TRY IT: Search the records below for "seen" and copy every line it turns up in.

RECORD EXCERPTS:
+++

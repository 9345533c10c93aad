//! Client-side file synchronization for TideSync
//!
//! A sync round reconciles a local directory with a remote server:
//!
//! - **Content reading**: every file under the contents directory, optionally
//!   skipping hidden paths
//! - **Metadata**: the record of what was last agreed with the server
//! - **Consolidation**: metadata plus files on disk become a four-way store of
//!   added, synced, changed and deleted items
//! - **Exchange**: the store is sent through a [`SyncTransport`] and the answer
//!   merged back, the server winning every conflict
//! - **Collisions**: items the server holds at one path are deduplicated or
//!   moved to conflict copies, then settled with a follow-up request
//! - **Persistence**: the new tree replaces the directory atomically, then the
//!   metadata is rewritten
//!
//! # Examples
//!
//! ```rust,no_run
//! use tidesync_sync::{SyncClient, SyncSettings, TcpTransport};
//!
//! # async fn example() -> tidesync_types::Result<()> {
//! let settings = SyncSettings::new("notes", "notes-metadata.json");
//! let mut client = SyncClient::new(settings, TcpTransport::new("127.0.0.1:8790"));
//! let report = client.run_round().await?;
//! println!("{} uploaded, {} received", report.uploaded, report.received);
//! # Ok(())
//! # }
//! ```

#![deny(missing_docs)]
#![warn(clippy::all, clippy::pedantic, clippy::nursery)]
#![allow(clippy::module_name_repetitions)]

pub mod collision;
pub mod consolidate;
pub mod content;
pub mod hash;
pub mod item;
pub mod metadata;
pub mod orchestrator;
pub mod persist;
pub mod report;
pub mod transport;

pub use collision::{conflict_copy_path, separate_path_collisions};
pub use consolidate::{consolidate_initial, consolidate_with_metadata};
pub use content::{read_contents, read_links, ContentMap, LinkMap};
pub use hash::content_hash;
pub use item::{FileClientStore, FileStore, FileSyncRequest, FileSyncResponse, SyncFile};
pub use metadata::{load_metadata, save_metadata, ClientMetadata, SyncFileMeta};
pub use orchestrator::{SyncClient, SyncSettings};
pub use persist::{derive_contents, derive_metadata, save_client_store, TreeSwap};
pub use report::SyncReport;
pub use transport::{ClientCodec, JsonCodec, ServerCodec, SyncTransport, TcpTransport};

+++

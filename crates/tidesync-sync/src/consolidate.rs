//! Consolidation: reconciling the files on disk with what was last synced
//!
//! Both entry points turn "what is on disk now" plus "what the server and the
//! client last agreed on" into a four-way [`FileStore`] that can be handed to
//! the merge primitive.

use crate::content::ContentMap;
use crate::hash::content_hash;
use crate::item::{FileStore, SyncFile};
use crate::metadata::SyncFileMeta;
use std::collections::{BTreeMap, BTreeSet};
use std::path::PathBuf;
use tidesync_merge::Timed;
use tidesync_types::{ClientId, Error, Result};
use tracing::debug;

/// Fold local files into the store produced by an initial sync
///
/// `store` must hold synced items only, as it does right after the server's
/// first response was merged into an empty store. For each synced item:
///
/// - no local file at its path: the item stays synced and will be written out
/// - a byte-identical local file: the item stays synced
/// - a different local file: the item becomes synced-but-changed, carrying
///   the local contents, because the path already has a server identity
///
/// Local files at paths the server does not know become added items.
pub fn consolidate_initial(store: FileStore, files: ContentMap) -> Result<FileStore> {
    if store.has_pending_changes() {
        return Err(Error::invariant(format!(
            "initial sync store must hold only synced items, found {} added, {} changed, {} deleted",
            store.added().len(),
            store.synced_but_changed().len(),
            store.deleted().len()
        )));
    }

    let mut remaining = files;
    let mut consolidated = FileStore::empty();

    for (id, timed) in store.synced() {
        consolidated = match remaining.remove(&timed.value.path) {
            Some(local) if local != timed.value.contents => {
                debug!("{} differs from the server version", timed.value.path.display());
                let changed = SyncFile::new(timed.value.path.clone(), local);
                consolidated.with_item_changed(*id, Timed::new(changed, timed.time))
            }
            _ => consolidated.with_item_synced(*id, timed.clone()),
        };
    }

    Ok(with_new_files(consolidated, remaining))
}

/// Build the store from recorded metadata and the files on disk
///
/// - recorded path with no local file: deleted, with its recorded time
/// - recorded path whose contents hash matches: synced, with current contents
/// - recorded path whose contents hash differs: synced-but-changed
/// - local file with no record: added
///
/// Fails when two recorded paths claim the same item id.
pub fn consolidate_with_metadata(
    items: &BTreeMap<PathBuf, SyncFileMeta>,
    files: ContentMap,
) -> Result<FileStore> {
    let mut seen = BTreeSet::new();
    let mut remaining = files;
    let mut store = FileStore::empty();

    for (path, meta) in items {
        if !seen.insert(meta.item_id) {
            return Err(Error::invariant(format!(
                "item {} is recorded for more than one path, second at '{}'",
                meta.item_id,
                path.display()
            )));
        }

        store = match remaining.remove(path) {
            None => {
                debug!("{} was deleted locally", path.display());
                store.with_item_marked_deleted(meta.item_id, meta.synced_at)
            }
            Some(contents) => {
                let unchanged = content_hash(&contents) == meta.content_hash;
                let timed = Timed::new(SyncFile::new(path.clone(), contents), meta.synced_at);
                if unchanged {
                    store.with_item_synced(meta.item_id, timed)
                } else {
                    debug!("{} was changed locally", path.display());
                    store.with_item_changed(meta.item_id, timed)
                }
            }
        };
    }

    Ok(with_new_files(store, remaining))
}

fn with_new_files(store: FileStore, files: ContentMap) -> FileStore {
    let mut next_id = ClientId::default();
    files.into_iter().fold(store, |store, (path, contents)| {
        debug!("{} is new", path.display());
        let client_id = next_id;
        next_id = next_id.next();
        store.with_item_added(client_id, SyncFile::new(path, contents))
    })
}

+++

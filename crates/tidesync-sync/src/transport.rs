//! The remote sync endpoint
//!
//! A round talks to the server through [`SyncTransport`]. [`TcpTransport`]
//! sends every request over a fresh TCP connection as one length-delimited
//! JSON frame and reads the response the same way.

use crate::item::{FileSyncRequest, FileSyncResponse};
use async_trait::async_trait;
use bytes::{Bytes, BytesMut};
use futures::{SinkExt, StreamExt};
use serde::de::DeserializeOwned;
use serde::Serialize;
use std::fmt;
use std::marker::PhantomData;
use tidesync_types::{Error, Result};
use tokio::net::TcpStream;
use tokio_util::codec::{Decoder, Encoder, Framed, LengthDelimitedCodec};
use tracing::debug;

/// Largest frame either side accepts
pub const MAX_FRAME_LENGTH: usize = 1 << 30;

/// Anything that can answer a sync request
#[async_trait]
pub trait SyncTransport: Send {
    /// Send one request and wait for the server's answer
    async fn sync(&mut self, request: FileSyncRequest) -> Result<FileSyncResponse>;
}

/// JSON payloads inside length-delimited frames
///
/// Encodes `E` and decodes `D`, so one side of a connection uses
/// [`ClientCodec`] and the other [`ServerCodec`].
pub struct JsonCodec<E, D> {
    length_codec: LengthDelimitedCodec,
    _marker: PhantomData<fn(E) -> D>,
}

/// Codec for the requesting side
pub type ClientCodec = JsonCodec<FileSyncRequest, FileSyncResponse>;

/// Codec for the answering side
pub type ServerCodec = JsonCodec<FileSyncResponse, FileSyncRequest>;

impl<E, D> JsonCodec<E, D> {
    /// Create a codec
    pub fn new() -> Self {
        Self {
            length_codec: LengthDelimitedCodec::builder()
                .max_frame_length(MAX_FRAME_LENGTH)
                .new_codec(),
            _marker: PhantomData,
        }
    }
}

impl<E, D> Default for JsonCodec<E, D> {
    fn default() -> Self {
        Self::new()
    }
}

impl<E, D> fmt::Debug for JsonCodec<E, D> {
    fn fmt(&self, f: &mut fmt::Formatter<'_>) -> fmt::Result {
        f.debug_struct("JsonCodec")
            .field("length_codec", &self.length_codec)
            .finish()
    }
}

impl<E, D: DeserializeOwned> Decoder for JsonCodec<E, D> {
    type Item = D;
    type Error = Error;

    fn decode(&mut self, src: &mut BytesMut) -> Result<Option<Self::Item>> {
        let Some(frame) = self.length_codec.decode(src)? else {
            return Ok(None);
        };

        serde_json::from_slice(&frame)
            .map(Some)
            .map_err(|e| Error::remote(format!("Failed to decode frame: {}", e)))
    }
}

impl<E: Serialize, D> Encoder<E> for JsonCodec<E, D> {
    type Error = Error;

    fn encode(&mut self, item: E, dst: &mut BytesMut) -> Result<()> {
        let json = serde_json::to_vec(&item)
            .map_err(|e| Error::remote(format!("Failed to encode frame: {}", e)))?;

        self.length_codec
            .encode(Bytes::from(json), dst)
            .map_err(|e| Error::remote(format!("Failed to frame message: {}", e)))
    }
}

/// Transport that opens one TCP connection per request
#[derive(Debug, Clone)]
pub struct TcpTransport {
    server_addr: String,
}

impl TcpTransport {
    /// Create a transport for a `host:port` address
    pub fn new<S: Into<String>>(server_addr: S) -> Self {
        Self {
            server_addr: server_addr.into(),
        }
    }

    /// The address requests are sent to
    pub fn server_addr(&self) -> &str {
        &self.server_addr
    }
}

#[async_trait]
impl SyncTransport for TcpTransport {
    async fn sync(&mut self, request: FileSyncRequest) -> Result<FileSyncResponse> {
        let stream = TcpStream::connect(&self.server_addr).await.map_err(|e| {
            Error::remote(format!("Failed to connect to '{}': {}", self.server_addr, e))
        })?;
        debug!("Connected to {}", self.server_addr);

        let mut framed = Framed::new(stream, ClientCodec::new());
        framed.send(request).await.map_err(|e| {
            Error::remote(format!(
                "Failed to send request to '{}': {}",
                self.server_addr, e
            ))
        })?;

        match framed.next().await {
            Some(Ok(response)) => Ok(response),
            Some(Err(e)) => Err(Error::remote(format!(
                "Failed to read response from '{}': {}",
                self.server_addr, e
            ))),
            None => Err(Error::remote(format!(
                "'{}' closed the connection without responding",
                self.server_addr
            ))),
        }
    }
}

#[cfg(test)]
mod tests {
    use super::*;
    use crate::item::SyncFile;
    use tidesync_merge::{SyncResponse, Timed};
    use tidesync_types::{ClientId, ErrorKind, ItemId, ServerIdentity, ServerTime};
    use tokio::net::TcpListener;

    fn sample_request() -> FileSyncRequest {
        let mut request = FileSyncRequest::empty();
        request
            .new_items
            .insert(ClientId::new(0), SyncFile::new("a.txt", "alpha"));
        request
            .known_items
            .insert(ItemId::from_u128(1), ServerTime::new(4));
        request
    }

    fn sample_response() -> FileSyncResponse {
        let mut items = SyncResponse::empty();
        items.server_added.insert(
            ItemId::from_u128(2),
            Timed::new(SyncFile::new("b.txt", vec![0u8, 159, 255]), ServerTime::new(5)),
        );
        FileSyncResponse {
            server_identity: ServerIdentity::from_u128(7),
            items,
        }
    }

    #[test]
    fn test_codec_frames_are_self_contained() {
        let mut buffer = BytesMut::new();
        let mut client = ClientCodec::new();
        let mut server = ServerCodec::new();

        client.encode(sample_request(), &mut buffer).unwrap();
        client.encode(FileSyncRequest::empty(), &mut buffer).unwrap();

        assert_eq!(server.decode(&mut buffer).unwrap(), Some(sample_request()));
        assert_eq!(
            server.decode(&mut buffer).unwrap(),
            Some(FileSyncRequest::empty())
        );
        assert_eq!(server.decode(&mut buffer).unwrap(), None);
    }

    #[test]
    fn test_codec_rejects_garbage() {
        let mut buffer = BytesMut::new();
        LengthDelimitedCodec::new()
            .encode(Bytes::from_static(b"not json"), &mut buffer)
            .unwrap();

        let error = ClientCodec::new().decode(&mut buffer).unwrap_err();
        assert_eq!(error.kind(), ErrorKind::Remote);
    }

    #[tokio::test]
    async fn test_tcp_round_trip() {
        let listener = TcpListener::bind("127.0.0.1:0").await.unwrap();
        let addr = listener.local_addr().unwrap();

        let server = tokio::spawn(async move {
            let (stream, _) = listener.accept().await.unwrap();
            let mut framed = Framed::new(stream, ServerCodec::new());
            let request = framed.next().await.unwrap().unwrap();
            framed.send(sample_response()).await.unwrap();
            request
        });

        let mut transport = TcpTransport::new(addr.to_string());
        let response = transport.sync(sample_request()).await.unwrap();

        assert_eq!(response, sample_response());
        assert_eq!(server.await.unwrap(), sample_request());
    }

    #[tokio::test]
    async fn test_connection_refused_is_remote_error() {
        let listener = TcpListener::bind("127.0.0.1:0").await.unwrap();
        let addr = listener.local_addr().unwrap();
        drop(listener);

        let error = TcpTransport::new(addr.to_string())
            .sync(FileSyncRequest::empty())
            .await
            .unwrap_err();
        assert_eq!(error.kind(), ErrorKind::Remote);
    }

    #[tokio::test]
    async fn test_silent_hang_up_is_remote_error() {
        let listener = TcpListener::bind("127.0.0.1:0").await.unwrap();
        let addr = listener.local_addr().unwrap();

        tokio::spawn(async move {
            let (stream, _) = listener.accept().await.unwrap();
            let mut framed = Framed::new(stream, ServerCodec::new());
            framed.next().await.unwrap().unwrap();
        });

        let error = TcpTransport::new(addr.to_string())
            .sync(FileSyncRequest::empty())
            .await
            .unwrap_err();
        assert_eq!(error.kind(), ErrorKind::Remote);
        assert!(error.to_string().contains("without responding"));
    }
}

+++

EXERCISE SOLUTION:
    let mut seen = BTreeSet::new();
        if !seen.insert(meta.item_id) {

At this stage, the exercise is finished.